Católica recebe cineasta Kleber Mendonça Filho
|A especialização em Estudos Cinematográficos da Unicap recebeu, na noite desta quinta-feira (14), no anfiteatro do bloco G4, o cineasta Kleber Mendonça Filho. Ele conversou com alunos, professores e convidados sobre o seu novo filme Aquarius. O longa-metragem, estrelado por Sônia Braga, concorreu à Palma de Ouro do Festival de Cannes, na França. Entre os críticos de cinema, houve uma grande expectativa de que ela ganhasse o prêmio de melhor atriz.
“Além de produtor e programador, um dos grandes nomes do momento do cinema nacional. É uma honra recebê-lo”, disse o professor Cláudio Bezerra ao apresentar o convidado, ressaltando a experiência de crítico de cinema no Jornal do Commercio e da revista Continente e de programador do Cinema da Fundação Joaquim Nabuco.
No começo da conversa, Kleber relembrou um pouco de sua trajetória enquanto cineasta. “Aquarius é o meu segundo longa de ficção. A minha formação foi fazendo curtas. Passei 20 anos fazendo isso”, disse mencionando o seu primeiro longa O Som ao Redor (2010).
O diretor relembrou também um dos primeiros trabalhos no audiovisual. O curta Paz a esta Casa (1994) “apresenta vários elementos que estão de volta em Aquarius“. O que há em comum aos dois trabalhos é o tema da demolição. “É algo extremamente forte, violento. As pessoas viveram, amaram naquele espaço. Aí vêm questões de mercado. O dono pode ganhar mais dinheiro derrubando um prédio e fazendo um estacionamento na área. Isso está cada vez mais comum nas cidades brasileiras”, afirmou.
Aquarius conta a história de Clara (Sônia Braga), uma proprietária de um dos apartamentos do edifício de mesmo nome que vive a ameaça de ser demolido para atender às pressões do mercado imobiliário. Kleber disse que o filme não derivou do vídeo Paz a esta Casa. “Só percebi que Aquarius trazia elementos de Paz quando finalizei o filme e revi o curta depois de muitos anos”.

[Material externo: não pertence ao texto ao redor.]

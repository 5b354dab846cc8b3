//! Enrollment, progress tracking, completion aggregation, and credential issuance.
//!
//! Components talk to storage only through the repository traits in [`repository`]; the
//! capacity, upsert, and attempt-numbering contracts are enforced inside the store.
//! [`LearningService`] composes everything and runs the completion cascade.

pub mod access;
pub mod artifacts;
pub mod assessment;
pub mod completion;
pub mod credentials;
pub mod domain;
pub mod enrollment;
pub mod error;
pub mod memory;
pub mod progress;
pub mod repository;
pub mod roster;
pub mod router;
pub mod service;

#[cfg(test)]
mod tests;

pub use access::{authorize, Action, Decision, Principal, Resource, Role};
pub use artifacts::TemplateArtifactStore;
pub use assessment::{
    best_attempt, Answer, AnswerOutcome, AttemptResult, AttemptSubmission, AttemptSummary,
    TestAttemptEvaluator,
};
pub use completion::{AggregateEvaluation, CompletionAggregator, PlanCourseProgress, PlanProgress};
pub use credentials::{BadgeIssuer, CertificateIssuer, CredentialIssue};
pub use domain::{
    Completion, CompletionKey, ContentItem, ContentItemId, ContentKind, ContentProgress, Course,
    CourseId, Enrollment, EnrollmentId, EnrollmentPolicy, EnrollmentStatus, EnrollmentType,
    LearningPlan, PageInfo, PlanCourse, PlanId, Question, QuestionKind, Target, TargetRecord, Test,
    TestAttempt, TestId, UserId, VideoProgress, DEFAULT_COMPLETION_THRESHOLD,
    VIDEO_COMPLETION_THRESHOLD,
};
pub use enrollment::{BulkEnrollmentResult, BulkEntry, BulkFailure, CourseAccess, EnrollmentManager};
pub use error::EngineError;
pub use memory::InMemoryStore;
pub use progress::{
    ContentProgressTracker, ContentProgressUpdate, HistogramBucket, VideoAnalytics, VideoEvent,
    VideoProgressTracker, VideoProgressUpdate,
};
pub use repository::{
    ArtifactError, ArtifactStore, AttemptDraft, AttemptRepository, CatalogRepository,
    CompletionRepository, EngineSettings, EnrollmentRepository, ProgressRepository, RecordStore,
    RepositoryError, SettingsRepository, StatusTransition, UpsertOutcome,
};
pub use roster::{parse_roster, RosterImportError};
pub use router::{learning_router, principal_from_headers, USER_ID_HEADER, USER_ROLES_HEADER};
pub use service::{
    CompletionCascade, LearningService, PendingCredential, ProgressReceipt, SettingsUpdate,
};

A degradação por qual passa as cidades brasileiras e a relação com os hábitos do cinema também foram abordadas durante o encontro. De acordo com Kleber Mendonça Filho, o Cinema São Luiz, no Centro do Recife, chegou a atrair entre 20 mil e 30 mil espectadores por semana nas décadas de 60 e 70. “O São Luiz foi o único que conseguimos salvar. Em São Paulo, por exemplo, nenhum cinema antigo foi preservado. Ou se transformaram em igrejas, supermercados ou simplesmente foram demolidos. Essa arqueologia é também uma ideia que está por trás de Aquarius“.

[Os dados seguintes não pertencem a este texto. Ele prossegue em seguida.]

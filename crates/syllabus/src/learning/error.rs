use tracing::error;

use super::repository::{ArtifactError, RepositoryError};

/// Typed failure returned by every engine operation.
#[derive(Debug, Clone, PartialEq, thiserror::Error)]
pub enum EngineError {
    #[error("authentication required")]
    Unauthorized,
    #[error("forbidden: {0}")]
    Forbidden(String),
    #[error("{0} not found")]
    NotFound(String),
    #[error("bad request: {0}")]
    BadRequest(String),
    #[error("conflict: {0}")]
    Conflict(String),
    #[error("internal error: {0}")]
    Internal(String),
}

impl EngineError {
    pub fn forbidden(reason: impl Into<String>) -> Self {
        Self::Forbidden(reason.into())
    }

    pub fn not_found(what: impl Into<String>) -> Self {
        Self::NotFound(what.into())
    }

    pub fn bad_request(reason: impl Into<String>) -> Self {
        Self::BadRequest(reason.into())
    }

    pub const fn kind(&self) -> &'static str {
        match self {
            EngineError::Unauthorized => "unauthorized",
            EngineError::Forbidden(_) => "forbidden",
            EngineError::NotFound(_) => "not_found",
            EngineError::BadRequest(_) => "bad_request",
            EngineError::Conflict(_) => "conflict",
            EngineError::Internal(_) => "internal",
        }
    }
}

impl From<RepositoryError> for EngineError {
    fn from(value: RepositoryError) -> Self {
        match value {
            RepositoryError::Conflict => Self::Conflict("record already exists".to_string()),
            RepositoryError::NotFound => Self::NotFound("record".to_string()),
            RepositoryError::CapacityReached { limit } => {
                Self::Forbidden(format!("enrollment limit reached ({limit})"))
            }
            RepositoryError::StaleStatus { expected, found } => Self::BadRequest(format!(
                "enrollment is {} (expected {})",
                found.label(),
                expected.label()
            )),
            RepositoryError::Blocked(status) => Self::BadRequest(format!(
                "an enrollment is still {}",
                status.label()
            )),
            RepositoryError::AttemptsExhausted { limit } => {
                Self::BadRequest(format!("no attempts remaining (limit {limit})"))
            }
            RepositoryError::StaleSettings { expected, current } => Self::Conflict(format!(
                "settings changed concurrently (expected version {expected}, current {current})"
            )),
            RepositoryError::Unavailable(reason) => {
                error!(%reason, "record store failure");
                Self::Internal("record store unavailable".to_string())
            }
        }
    }
}

impl From<ArtifactError> for EngineError {
    fn from(value: ArtifactError) -> Self {
        error!(error = %value, "artifact generation failed");
        Self::Internal("artifact generation failed".to_string())
    }
}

Kleber foi perguntado sobre a construção dos personagens. “Não é interessante criar regras para os personagens. Eles precisam ter vida própria. Você não pode impor muita coisa”.
Sobre a participação de Sonia Braga em Aquarius, ele disse que até então não havia pensado nela para viver a protagonista. “As pessoas responsáveis pelo elenco e o fotógrafo Pedro Sotero conheciam alguém ligado a ela e enviaram o roteiro. Em menos de 48 horas, ela respondeu aceitando fazer o filme”, contou Kleber ressaltando que o que fez a atriz aceitar o papel foi justamente o entusiasmo pelo roteiro.

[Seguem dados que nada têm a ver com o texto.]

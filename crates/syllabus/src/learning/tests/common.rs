use std::sync::atomic::{AtomicU32, Ordering};
use std::sync::Arc;

use axum::body::Body;
use axum::http::{header, Request};
use axum::response::Response;
use serde_json::Value;

use crate::learning::access::{Principal, Role};
use crate::learning::artifacts::TemplateArtifactStore;
use crate::learning::domain::{
    Completion, ContentItem, ContentItemId, ContentKind, Course, CourseId, Enrollment,
    EnrollmentPolicy, LearningPlan, PlanCourse, PlanId, Target, UserId,
};
use crate::learning::memory::InMemoryStore;
use crate::learning::repository::{ArtifactError, ArtifactStore};
use crate::learning::router::{USER_ID_HEADER, USER_ROLES_HEADER};
use crate::learning::service::LearningService;

pub(super) const CREATOR: &str = "creator-1";
pub(super) const INSTRUCTOR: &str = "teach-1";
pub(super) const CERT_BASE: &str = "https://certs.example.org";

pub(super) type Service = LearningService<InMemoryStore, TemplateArtifactStore>;

pub(super) struct Harness {
    pub store: Arc<InMemoryStore>,
    pub artifacts: Arc<TemplateArtifactStore>,
    pub service: Arc<Service>,
}

pub(super) fn build_service() -> Harness {
    let store = Arc::new(InMemoryStore::new());
    let artifacts = Arc::new(TemplateArtifactStore::new(CERT_BASE));
    let service = Arc::new(LearningService::new(store.clone(), artifacts.clone()));
    store.add_user(INSTRUCTOR);
    Harness {
        store,
        artifacts,
        service,
    }
}

pub(super) fn open_policy() -> EnrollmentPolicy {
    EnrollmentPolicy::default()
}

pub(super) fn approval_policy(max_enrollments: Option<u32>) -> EnrollmentPolicy {
    EnrollmentPolicy {
        requires_approval: true,
        max_enrollments,
        ..EnrollmentPolicy::default()
    }
}

pub(super) fn credential_policy() -> EnrollmentPolicy {
    EnrollmentPolicy {
        has_certificate: true,
        has_badge: true,
        ..EnrollmentPolicy::default()
    }
}

pub(super) fn course(id: &str, policy: EnrollmentPolicy) -> Course {
    Course {
        id: CourseId::new(id),
        title: format!("Course {id}"),
        created_by: UserId::new(CREATOR),
        instructors: vec![UserId::new(INSTRUCTOR)],
        policy,
    }
}

pub(super) fn item(id: &str, course_id: &str, kind: ContentKind) -> ContentItem {
    ContentItem {
        id: ContentItemId::new(id),
        course_id: CourseId::new(course_id),
        title: format!("Item {id}"),
        kind,
        required: true,
        completion_threshold: None,
    }
}

pub(super) fn plan(id: &str, courses: &[&str], sequential: bool, policy: EnrollmentPolicy) -> LearningPlan {
    LearningPlan {
        id: PlanId::new(id),
        title: format!("Plan {id}"),
        created_by: UserId::new(CREATOR),
        instructors: vec![UserId::new(INSTRUCTOR)],
        policy,
        courses: courses
            .iter()
            .map(|course_id| PlanCourse {
                course_id: CourseId::new(*course_id),
                required: true,
            })
            .collect(),
        sequential,
    }
}

/// Course with one required document per id in `items`.
pub(super) fn seed_course(harness: &Harness, id: &str, policy: EnrollmentPolicy, items: &[&str]) {
    harness.store.add_course(course(id, policy));
    for item_id in items {
        harness
            .store
            .add_content_item(item(item_id, id, ContentKind::Document));
    }
}

pub(super) fn course_target(id: &str) -> Target {
    Target::Course(CourseId::new(id))
}

pub(super) fn plan_target(id: &str) -> Target {
    Target::Plan(PlanId::new(id))
}

pub(super) fn creator() -> Principal {
    Principal::new(CREATOR, vec![Role::Instructor])
}

pub(super) fn instructor() -> Principal {
    Principal::new(INSTRUCTOR, vec![Role::Instructor])
}

pub(super) fn learner(id: &str) -> Principal {
    Principal::learner(id)
}

pub(super) fn admin() -> Principal {
    Principal::admin("admin-1")
}

pub(super) fn self_enroll(harness: &Harness, user: &str, target: &Target) -> Enrollment {
    harness.store.add_user(user);
    let principal = learner(user);
    harness
        .service
        .request_enrollment(&principal, &principal.id, target, None)
        .expect("self enrollment succeeds")
}

pub(super) fn finish_item(harness: &Harness, user: &str, item_id: &str) {
    harness
        .service
        .record_content_progress(&learner(user), &ContentItemId::new(item_id), 1.0, None)
        .expect("progress recorded");
}

/// Artifact store whose backend is down.
pub(super) struct BrokenArtifacts;

impl ArtifactStore for BrokenArtifacts {
    fn certificate_url(&self, _completion: &Completion, _title: &str) -> Result<String, ArtifactError> {
        Err(ArtifactError::Unavailable("renderer offline".to_string()))
    }
}

/// Artifact store that fails its first `failures` renders, then delegates to the template store.
pub(super) struct FlakyArtifacts {
    failures: AtomicU32,
    inner: TemplateArtifactStore,
}

impl FlakyArtifacts {
    pub(super) fn new(failures: u32) -> Self {
        Self {
            failures: AtomicU32::new(failures),
            inner: TemplateArtifactStore::new(CERT_BASE),
        }
    }
}

impl ArtifactStore for FlakyArtifacts {
    fn certificate_url(&self, completion: &Completion, title: &str) -> Result<String, ArtifactError> {
        let failing = self
            .failures
            .fetch_update(Ordering::SeqCst, Ordering::SeqCst, |left| left.checked_sub(1))
            .is_ok();
        if failing {
            return Err(ArtifactError::Unavailable("renderer restarting".to_string()));
        }
        self.inner.certificate_url(completion, title)
    }
}

pub(super) fn request(method: &str, uri: &str, user: Option<(&str, &str)>, body: Option<Value>) -> Request<Body> {
    let mut builder = Request::builder().method(method).uri(uri);
    if let Some((id, roles)) = user {
        builder = builder
            .header(USER_ID_HEADER, id)
            .header(USER_ROLES_HEADER, roles);
    }
    match body {
        Some(body) => builder
            .header(header::CONTENT_TYPE, "application/json")
            .body(Body::from(serde_json::to_vec(&body).expect("serialize body")))
            .expect("request"),
        None => builder.body(Body::empty()).expect("request"),
    }
}

pub(super) async fn json_body(response: Response) -> Value {
    let bytes = axum::body::to_bytes(response.into_body(), usize::MAX)
        .await
        .expect("body bytes");
    serde_json::from_slice(&bytes).expect("json body")
}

Protesto em Cannes – Na semana em que Aquarius foi exibido no Festival de Cannes, o Brasil vivia o ápice da crise política que culminou no afastamento da presidenta Dilma Rousseff. A equipe do filme se posicionou contra. A repercussão foi mundial. “Foi um protesto simples e elegante. Não me arrependo. Se tivesse de fazer, faria exatamente como foi feito”.
O cineasta opinou sobre o momento político pelo qual passa o Brasil. “O País está completamente insano, estranho, dividido e agressivo. Certas atitudes te transformam num líder político e eu não sou líder político de absolutamente nada. Só faço filmes. A questão é que eu tenho opinião. Mas eu não sou filiado a nenhum partido, nunca fui do PT. Já votei em candidatos do PT, mas eu não sou petista. Nunca fui comunista, nem mesmo na adolescência”.
O tom político permanceu por mais algum tempo quando Kleber foi perguntado sobre o ‘rótulo’ de cinema autoral e a parceria com a Globo Filmes. “O Brasil tem uma falta de traquejo, uma falta de treinamento democrático na forma como o brasileiro opera que é estranhíssimo quando um cineasta que faz os filmes que eu faço, esteja fazendo uma co-produção com a Globo Filmes. Na verdade, eu acho que isso deveria ser comum porque o discurso da grande mídia é sempre enlatado para ser conservador, quando numa real democracia a grande mídia deveria ser capaz de juntar discursos dissonantes”.